#### Data for processing

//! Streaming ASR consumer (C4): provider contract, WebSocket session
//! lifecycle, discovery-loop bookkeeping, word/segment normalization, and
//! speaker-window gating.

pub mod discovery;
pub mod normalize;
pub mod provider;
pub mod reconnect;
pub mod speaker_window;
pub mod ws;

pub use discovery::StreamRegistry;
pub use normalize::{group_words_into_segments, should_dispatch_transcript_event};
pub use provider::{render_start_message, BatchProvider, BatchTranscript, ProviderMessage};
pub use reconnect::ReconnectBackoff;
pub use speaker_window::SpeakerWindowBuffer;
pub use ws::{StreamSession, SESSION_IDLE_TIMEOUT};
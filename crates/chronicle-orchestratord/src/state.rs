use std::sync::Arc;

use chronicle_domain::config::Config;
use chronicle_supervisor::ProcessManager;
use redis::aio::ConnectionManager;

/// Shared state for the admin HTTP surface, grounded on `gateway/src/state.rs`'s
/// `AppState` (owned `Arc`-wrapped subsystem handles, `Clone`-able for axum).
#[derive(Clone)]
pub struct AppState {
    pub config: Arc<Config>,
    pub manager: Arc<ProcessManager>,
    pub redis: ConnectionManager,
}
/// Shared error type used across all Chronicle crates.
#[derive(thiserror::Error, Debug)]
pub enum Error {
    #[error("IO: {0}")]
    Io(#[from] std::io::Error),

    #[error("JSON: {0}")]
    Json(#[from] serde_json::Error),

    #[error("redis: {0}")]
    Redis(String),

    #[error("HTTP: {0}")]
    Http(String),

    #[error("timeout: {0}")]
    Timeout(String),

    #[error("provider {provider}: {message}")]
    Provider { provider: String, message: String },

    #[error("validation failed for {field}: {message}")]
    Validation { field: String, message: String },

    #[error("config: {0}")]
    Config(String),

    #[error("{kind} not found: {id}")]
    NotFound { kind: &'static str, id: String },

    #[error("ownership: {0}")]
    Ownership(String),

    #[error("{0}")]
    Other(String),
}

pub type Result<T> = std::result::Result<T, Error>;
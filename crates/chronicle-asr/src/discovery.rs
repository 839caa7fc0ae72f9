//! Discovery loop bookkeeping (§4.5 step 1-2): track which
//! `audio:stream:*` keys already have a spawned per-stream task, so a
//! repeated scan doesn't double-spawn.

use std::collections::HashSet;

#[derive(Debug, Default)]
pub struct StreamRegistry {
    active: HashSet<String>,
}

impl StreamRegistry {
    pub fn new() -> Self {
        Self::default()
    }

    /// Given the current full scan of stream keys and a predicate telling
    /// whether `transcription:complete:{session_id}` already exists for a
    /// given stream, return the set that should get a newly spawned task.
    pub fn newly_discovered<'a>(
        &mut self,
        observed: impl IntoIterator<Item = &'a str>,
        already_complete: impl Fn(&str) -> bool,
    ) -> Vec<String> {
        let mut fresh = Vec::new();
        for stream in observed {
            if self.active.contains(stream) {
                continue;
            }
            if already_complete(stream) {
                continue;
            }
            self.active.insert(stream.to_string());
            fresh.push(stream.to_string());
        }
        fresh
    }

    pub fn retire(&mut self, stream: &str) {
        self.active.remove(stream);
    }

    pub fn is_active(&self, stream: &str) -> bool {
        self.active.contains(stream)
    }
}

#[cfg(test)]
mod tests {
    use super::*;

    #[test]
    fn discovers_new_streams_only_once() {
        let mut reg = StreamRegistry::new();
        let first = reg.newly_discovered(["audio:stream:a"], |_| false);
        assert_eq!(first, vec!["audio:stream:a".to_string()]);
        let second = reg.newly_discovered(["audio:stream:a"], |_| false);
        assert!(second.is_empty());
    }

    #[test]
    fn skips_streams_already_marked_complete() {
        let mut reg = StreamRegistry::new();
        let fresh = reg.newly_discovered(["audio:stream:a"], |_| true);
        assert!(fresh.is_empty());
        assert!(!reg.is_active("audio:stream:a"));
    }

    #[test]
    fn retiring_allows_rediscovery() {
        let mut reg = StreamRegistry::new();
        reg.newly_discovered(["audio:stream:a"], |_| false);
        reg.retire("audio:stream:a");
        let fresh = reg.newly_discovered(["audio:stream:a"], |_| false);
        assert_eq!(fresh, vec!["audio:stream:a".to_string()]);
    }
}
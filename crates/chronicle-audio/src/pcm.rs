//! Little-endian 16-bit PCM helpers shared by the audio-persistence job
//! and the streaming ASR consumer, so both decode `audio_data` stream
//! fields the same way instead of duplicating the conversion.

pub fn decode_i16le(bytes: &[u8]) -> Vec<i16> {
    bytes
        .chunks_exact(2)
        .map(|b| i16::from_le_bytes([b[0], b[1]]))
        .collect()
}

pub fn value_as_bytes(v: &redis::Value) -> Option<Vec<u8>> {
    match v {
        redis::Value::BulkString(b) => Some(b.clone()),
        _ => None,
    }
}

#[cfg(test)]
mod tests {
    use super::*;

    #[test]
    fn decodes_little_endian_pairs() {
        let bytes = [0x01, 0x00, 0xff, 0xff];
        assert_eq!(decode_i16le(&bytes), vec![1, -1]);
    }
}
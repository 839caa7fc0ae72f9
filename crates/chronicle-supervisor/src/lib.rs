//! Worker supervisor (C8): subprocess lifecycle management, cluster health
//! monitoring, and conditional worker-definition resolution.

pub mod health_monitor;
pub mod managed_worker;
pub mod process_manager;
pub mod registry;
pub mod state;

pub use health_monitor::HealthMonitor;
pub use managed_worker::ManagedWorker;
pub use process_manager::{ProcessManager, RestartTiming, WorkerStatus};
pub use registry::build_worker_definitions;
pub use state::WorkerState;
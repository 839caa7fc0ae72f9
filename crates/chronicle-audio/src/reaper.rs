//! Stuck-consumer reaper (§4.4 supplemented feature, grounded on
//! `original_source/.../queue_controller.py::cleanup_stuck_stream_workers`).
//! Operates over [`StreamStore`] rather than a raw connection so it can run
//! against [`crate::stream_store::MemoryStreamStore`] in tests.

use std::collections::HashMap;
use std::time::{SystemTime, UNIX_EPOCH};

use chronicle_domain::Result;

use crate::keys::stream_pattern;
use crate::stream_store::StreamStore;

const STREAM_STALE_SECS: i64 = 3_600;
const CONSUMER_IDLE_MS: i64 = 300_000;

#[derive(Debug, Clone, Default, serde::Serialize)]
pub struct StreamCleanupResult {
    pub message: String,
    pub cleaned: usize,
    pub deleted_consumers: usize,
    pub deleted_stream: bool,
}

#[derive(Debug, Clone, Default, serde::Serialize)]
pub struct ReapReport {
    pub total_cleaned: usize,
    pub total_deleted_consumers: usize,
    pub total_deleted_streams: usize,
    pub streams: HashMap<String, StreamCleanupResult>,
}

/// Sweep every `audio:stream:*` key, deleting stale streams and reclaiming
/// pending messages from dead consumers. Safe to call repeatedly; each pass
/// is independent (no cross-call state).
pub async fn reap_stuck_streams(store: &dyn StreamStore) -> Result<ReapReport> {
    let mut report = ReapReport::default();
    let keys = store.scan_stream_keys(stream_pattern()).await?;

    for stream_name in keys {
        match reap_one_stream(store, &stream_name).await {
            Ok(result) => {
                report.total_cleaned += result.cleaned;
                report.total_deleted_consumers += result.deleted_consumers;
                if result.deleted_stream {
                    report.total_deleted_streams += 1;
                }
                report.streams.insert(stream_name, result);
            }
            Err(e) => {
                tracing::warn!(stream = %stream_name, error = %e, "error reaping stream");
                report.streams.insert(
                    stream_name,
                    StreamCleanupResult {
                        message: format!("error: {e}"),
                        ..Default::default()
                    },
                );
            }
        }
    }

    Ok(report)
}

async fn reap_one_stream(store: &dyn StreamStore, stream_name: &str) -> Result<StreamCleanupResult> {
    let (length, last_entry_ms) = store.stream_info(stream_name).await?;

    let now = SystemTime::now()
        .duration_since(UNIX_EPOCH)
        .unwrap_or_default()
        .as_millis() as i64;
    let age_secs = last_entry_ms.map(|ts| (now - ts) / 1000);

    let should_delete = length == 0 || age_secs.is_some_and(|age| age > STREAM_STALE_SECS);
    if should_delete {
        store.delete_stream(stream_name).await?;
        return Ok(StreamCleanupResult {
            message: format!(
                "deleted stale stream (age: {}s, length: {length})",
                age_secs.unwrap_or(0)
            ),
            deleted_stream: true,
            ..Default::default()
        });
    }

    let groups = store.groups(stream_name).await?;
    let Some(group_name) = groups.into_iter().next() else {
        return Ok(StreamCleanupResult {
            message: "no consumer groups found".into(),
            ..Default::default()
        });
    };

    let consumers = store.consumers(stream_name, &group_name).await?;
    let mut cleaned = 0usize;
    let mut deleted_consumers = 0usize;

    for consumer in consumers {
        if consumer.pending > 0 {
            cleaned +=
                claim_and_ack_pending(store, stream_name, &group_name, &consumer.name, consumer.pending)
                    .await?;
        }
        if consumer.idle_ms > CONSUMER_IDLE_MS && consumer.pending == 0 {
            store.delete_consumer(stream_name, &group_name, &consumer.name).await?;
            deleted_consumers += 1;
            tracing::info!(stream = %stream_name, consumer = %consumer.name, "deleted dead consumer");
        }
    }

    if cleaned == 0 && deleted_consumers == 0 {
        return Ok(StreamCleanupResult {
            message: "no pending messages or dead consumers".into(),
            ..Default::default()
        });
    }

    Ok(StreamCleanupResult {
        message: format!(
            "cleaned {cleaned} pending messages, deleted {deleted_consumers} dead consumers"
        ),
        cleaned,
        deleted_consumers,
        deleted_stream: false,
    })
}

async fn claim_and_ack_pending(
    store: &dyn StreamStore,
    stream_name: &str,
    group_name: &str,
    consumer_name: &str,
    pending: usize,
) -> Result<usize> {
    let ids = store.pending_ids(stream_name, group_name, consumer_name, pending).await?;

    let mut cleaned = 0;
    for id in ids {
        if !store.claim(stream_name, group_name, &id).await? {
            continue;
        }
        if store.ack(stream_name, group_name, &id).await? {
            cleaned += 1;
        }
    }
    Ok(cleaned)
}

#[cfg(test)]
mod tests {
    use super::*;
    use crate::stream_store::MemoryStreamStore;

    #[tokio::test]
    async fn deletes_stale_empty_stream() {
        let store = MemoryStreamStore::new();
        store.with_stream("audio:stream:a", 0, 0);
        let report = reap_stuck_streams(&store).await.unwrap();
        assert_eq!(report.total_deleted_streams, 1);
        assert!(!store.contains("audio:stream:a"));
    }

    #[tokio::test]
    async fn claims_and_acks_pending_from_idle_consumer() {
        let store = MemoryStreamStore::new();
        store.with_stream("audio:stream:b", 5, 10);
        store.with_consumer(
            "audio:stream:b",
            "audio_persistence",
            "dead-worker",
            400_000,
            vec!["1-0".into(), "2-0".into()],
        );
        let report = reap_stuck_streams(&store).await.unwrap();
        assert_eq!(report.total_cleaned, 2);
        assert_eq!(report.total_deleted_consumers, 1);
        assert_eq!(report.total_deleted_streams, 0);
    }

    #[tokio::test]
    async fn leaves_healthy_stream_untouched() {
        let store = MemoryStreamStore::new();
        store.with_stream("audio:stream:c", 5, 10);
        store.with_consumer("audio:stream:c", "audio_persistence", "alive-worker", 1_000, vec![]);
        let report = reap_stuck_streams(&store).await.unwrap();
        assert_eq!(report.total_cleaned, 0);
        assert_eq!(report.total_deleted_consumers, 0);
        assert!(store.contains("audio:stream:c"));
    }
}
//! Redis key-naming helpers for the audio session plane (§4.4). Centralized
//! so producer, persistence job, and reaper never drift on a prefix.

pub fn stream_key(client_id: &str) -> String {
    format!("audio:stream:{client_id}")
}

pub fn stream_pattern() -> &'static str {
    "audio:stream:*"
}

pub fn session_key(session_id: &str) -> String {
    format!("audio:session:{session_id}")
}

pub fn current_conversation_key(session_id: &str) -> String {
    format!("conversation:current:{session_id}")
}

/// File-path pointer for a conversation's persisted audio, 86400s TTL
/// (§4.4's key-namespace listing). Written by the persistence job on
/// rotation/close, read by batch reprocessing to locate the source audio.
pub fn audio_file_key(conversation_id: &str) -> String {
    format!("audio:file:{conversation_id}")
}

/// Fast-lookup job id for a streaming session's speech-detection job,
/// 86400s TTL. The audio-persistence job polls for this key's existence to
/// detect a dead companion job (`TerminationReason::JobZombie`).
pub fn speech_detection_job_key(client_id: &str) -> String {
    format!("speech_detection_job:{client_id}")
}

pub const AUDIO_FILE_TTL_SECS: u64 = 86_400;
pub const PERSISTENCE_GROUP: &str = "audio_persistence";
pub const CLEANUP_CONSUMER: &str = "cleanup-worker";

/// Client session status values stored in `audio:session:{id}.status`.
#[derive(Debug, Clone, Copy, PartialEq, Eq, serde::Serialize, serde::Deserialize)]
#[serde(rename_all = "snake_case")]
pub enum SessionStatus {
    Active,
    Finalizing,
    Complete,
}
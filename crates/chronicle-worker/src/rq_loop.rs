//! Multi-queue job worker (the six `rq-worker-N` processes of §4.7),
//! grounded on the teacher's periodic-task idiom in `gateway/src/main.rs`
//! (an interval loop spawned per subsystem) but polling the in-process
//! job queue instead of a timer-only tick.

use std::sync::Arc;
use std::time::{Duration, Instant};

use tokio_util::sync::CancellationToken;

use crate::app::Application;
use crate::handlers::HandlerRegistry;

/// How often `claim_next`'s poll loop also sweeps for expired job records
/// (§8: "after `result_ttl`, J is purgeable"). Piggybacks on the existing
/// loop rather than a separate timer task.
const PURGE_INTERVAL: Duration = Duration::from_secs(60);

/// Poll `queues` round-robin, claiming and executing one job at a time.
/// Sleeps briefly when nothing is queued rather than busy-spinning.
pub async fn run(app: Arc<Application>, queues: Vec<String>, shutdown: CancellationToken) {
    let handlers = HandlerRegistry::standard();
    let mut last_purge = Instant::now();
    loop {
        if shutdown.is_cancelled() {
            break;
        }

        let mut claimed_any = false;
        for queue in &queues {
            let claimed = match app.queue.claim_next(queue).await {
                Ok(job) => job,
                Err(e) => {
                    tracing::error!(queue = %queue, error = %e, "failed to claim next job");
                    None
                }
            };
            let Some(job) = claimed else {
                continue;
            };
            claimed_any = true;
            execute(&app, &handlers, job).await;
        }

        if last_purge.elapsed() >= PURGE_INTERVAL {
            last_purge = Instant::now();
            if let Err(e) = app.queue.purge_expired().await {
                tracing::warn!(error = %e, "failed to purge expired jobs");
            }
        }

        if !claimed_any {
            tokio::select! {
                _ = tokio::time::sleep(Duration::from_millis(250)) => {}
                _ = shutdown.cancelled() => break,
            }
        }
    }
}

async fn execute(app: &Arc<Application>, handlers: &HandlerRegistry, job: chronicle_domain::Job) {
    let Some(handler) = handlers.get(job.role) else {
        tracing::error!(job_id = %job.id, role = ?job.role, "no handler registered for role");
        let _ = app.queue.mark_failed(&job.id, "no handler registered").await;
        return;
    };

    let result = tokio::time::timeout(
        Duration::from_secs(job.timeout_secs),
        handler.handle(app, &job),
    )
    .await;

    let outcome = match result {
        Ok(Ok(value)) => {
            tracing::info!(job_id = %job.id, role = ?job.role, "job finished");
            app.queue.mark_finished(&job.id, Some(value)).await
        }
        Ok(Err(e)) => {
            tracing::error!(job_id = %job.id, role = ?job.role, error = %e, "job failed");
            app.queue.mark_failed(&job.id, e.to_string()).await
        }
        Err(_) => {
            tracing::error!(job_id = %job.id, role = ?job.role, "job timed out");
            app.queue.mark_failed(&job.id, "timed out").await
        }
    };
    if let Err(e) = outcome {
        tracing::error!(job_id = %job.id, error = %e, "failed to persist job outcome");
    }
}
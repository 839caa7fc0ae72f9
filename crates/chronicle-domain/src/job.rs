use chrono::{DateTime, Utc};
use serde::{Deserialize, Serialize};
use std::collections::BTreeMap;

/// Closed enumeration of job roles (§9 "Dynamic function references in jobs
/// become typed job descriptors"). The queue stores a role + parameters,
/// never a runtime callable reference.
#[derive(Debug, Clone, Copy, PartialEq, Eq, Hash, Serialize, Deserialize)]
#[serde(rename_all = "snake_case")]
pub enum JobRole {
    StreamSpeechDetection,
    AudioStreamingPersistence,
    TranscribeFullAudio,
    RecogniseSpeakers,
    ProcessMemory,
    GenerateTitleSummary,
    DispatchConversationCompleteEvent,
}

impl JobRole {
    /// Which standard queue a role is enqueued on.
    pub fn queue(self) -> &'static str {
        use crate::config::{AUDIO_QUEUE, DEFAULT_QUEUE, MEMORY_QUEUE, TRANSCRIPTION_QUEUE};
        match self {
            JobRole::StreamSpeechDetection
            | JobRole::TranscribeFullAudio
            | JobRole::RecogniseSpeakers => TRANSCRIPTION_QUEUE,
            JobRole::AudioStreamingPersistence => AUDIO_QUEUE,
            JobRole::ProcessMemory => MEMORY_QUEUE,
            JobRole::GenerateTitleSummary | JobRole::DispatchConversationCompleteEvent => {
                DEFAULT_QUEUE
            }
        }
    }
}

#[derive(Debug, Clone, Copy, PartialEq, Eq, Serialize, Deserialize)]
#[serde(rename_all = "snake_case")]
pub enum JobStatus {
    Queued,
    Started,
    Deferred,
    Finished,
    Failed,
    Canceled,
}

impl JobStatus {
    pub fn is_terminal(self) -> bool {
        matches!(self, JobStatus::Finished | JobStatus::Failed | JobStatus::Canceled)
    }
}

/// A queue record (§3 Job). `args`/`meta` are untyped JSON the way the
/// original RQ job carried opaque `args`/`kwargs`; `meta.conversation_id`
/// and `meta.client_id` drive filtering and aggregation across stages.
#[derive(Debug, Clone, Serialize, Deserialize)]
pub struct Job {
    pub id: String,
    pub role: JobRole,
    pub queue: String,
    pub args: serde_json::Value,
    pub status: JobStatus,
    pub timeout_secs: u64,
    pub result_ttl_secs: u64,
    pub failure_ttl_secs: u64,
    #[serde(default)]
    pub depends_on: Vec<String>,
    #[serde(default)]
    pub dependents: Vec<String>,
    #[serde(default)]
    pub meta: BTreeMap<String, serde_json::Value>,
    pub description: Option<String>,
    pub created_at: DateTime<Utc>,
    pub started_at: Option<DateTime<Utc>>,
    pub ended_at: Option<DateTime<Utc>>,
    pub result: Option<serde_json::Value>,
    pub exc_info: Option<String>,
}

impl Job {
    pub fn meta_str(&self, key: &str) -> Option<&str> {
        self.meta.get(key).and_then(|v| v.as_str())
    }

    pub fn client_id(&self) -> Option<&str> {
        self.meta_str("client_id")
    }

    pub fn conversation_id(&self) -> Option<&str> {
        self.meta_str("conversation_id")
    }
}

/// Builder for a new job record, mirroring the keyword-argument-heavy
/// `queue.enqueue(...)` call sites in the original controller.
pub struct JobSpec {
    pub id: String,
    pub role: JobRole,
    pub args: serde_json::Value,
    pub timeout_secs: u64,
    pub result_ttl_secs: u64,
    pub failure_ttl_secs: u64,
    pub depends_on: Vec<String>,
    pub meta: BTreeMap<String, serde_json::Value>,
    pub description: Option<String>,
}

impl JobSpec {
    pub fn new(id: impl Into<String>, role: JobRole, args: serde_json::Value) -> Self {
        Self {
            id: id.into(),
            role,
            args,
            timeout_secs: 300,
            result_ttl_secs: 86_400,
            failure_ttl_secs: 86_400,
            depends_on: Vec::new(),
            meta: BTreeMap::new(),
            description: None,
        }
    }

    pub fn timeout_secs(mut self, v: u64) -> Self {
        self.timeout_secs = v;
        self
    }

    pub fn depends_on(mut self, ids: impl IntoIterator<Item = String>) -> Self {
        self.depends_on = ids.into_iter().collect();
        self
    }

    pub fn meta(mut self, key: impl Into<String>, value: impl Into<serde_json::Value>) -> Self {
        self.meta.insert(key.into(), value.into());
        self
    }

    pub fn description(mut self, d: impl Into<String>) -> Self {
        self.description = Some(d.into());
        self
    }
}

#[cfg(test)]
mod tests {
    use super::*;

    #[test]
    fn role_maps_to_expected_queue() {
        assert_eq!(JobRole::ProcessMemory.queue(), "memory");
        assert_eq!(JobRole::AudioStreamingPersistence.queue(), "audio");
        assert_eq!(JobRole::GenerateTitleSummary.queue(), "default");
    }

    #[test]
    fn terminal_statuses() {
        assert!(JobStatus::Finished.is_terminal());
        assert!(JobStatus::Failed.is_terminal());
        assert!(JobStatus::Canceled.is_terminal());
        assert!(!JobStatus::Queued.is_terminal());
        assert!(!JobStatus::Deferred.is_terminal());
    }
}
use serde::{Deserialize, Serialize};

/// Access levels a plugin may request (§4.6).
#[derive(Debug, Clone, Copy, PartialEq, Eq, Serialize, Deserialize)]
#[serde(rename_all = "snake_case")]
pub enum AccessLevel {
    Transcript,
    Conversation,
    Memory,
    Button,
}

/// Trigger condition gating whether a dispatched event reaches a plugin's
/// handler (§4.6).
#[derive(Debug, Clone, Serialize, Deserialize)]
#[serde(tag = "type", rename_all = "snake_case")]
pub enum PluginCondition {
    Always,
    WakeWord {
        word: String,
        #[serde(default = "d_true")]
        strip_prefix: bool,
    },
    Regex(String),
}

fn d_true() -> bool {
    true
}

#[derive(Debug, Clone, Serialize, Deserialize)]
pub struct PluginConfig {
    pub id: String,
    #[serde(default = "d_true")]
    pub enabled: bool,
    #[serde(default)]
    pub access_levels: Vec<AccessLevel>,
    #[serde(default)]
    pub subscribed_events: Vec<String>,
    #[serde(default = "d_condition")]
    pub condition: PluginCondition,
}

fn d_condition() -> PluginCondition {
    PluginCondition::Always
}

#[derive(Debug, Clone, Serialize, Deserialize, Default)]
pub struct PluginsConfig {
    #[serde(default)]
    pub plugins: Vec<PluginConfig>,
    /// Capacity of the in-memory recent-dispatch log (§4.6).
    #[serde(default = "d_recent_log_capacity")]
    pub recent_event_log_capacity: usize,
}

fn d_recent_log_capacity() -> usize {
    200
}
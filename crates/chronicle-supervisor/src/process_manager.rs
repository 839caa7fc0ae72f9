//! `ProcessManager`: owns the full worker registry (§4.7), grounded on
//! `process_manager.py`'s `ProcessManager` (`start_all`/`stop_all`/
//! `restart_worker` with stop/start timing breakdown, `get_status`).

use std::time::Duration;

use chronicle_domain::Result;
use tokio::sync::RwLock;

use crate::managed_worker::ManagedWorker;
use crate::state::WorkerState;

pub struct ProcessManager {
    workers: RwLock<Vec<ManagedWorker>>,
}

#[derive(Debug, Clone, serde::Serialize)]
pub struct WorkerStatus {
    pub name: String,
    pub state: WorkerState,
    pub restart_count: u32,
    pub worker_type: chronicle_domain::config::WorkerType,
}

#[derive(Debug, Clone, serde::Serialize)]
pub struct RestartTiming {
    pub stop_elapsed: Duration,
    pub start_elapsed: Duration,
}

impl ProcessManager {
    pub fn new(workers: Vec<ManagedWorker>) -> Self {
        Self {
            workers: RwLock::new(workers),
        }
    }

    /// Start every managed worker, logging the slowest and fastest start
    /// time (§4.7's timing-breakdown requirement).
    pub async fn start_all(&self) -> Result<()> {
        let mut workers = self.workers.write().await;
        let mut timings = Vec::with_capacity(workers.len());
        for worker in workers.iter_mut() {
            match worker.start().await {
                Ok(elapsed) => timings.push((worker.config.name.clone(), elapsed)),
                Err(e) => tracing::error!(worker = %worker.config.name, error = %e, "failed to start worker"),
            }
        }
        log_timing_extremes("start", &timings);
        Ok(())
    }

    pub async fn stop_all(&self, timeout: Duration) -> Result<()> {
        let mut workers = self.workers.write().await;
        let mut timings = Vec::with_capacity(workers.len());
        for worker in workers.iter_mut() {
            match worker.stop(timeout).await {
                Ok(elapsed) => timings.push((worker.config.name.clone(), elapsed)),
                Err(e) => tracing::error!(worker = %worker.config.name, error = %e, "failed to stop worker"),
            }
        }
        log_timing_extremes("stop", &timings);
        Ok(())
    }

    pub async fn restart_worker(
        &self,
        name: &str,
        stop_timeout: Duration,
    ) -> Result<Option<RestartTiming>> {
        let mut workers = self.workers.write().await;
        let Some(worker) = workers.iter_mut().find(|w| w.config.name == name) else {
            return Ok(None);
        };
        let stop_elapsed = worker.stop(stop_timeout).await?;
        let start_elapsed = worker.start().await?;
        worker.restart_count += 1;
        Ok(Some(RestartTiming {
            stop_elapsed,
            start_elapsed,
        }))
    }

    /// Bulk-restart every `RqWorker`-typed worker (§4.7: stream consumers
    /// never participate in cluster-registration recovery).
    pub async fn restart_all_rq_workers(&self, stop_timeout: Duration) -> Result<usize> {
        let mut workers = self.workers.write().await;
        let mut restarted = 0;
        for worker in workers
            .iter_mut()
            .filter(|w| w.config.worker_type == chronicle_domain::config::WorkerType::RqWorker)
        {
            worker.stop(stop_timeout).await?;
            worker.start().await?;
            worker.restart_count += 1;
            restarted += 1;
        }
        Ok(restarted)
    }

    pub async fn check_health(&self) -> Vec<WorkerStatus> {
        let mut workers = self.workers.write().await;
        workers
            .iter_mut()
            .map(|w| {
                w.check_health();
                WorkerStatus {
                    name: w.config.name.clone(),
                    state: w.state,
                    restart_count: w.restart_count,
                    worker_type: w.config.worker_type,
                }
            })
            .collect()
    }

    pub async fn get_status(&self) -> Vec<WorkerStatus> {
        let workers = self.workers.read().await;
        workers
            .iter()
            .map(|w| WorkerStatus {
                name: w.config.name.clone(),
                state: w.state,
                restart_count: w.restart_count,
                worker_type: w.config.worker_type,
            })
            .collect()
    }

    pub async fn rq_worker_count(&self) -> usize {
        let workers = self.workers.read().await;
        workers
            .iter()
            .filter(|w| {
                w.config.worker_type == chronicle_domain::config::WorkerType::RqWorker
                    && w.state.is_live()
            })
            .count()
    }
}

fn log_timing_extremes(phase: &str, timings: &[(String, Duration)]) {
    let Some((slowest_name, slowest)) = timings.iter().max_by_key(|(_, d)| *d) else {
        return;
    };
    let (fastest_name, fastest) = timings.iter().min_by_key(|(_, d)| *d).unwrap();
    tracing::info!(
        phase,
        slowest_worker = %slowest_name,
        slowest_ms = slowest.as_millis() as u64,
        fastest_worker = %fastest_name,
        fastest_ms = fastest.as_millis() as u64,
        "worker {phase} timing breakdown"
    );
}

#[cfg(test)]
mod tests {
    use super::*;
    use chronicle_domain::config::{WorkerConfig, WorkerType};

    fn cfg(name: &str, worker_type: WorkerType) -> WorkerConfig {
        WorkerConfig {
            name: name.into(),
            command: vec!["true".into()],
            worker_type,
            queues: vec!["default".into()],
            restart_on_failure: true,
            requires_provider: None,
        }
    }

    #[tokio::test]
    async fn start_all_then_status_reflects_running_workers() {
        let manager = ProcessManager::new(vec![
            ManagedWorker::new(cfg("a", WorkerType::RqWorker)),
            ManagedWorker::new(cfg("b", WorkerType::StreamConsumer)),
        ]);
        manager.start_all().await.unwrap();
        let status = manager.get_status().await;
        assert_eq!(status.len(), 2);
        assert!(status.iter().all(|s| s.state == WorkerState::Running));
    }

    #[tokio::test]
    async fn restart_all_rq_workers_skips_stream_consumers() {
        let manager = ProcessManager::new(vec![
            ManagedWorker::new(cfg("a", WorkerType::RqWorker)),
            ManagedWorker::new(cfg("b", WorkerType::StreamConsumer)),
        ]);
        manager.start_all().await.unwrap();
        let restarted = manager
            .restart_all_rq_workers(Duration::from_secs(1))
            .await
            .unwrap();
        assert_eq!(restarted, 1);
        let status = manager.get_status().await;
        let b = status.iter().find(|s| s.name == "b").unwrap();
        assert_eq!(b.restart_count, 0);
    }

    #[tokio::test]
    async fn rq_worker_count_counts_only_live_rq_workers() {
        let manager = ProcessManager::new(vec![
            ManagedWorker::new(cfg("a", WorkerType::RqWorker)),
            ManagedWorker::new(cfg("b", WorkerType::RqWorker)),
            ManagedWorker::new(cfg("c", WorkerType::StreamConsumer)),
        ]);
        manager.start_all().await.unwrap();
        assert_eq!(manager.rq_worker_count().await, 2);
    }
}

########

• Activity: Once the line with "use std::collections::BTreeMap;" is found in the records above, print exactly that line and every line after it through the line with "the way the".

• Response area:
use std::collections::BTreeMap;

/// Closed enumeration of job roles (§9 "Dynamic function references in jobs
/// become typed job descriptors"). The queue stores a role + parameters,
/// never a runtime callable reference.
#[derive(Debug, Clone, Copy, PartialEq, Eq, Hash, Serialize, Deserialize)]
#[serde(rename_all = "snake_case")]
pub enum JobRole {
    StreamSpeechDetection,
    AudioStreamingPersistence,
    TranscribeFullAudio,
    RecogniseSpeakers,
    ProcessMemory,
    GenerateTitleSummary,
    DispatchConversationCompleteEvent,
}

impl JobRole {
    /// Which standard queue a role is enqueued on.
    pub fn queue(self) -> &'static str {
        use crate::config::{AUDIO_QUEUE, DEFAULT_QUEUE, MEMORY_QUEUE, TRANSCRIPTION_QUEUE};
        match self {
            JobRole::StreamSpeechDetection
            | JobRole::TranscribeFullAudio
            | JobRole::RecogniseSpeakers => TRANSCRIPTION_QUEUE,
            JobRole::AudioStreamingPersistence => AUDIO_QUEUE,
            JobRole::ProcessMemory => MEMORY_QUEUE,
            JobRole::GenerateTitleSummary | JobRole::DispatchConversationCompleteEvent => {
                DEFAULT_QUEUE
            }
        }
    }
}

#[derive(Debug, Clone, Copy, PartialEq, Eq, Serialize, Deserialize)]
#[serde(rename_all = "snake_case")]
pub enum JobStatus {
    Queued,
    Started,
    Deferred,
    Finished,
    Failed,
    Canceled,
}

impl JobStatus {
    pub fn is_terminal(self) -> bool {
        matches!(self, JobStatus::Finished | JobStatus::Failed | JobStatus::Canceled)
    }
}

/// A queue record (§3 Job). `args`/`meta` are untyped JSON the way the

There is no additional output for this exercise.